*** Source information ***

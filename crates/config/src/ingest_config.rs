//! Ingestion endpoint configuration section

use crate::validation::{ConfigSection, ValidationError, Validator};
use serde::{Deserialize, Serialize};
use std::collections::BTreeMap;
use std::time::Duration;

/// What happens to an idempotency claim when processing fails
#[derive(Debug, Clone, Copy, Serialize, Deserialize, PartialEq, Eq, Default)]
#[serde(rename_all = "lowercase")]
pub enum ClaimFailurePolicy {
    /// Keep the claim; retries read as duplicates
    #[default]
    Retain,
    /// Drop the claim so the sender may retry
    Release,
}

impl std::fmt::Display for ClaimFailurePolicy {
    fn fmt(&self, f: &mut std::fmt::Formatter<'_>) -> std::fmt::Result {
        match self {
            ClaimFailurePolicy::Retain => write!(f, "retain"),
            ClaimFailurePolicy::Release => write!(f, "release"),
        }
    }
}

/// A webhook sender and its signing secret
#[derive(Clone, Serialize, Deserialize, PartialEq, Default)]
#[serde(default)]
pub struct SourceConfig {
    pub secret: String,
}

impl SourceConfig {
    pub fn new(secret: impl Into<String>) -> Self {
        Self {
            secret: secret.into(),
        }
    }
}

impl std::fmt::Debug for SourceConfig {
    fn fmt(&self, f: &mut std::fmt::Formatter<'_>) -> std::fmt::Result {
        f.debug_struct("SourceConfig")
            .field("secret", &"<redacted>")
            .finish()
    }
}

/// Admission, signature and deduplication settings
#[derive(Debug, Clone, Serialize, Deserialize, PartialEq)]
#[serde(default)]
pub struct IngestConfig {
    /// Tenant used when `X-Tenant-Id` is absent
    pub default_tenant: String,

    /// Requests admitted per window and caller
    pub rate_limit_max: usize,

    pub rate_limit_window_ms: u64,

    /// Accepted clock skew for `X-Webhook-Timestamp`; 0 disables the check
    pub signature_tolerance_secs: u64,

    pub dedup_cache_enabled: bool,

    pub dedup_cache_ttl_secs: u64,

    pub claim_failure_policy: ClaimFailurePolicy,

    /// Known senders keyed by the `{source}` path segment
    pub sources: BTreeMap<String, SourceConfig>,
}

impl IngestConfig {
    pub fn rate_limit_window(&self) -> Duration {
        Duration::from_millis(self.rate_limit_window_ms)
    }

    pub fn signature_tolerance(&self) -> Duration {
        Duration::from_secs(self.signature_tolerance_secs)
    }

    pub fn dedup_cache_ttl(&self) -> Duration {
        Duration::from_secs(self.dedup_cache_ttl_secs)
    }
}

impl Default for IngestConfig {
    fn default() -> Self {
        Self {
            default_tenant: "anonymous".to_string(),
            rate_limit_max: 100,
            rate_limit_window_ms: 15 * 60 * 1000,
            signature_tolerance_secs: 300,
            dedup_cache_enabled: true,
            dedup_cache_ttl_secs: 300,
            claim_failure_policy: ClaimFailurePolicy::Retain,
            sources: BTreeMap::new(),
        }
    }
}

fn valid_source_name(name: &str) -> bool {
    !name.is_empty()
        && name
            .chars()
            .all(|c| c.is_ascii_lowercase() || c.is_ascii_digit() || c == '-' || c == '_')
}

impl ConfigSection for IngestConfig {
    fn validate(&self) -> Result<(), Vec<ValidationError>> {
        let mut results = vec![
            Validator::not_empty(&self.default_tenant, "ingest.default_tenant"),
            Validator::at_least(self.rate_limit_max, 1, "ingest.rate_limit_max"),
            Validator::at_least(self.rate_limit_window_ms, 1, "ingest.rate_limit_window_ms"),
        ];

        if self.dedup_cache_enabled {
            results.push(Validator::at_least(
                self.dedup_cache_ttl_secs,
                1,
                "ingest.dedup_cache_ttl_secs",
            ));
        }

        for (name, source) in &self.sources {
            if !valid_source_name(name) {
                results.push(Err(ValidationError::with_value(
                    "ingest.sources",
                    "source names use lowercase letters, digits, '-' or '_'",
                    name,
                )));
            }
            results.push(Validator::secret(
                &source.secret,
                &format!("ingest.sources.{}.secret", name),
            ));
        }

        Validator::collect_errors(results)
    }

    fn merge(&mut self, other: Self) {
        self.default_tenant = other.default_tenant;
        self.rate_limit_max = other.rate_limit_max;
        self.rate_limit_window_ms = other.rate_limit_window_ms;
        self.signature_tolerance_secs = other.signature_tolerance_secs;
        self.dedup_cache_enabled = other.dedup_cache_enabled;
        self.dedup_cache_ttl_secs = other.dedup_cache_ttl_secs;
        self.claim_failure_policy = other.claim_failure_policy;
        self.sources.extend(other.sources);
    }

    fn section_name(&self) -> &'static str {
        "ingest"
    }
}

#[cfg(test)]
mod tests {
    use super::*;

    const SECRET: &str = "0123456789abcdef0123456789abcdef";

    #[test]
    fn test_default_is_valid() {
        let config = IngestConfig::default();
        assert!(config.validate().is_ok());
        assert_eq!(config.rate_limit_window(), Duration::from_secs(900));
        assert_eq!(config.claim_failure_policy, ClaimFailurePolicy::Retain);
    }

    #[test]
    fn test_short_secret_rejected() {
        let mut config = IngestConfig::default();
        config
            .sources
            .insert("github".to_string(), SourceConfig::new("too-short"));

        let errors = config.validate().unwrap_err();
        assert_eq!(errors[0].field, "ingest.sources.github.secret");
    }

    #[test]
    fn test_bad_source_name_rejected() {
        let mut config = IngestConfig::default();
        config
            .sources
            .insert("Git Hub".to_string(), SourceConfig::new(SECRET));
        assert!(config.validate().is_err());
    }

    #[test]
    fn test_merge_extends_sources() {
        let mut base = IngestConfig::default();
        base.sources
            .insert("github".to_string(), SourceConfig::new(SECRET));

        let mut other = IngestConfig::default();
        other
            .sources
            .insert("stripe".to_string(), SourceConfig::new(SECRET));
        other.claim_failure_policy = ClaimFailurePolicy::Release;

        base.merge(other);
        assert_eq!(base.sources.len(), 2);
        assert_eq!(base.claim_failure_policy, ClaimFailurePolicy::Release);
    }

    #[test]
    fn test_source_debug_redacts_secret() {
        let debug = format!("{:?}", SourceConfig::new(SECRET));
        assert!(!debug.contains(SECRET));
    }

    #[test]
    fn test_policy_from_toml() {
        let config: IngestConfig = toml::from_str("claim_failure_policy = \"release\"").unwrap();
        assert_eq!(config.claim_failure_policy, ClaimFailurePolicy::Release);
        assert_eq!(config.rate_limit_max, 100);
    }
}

***

Task details =
For every line in the data above that holds "ValidationError", return the line itself.

Task output =
use crate::validation::{ConfigSection, ValidationError, Validator};
    fn validate(&self) -> Result<(), Vec<ValidationError>> {
                results.push(Err(ValidationError::with_value(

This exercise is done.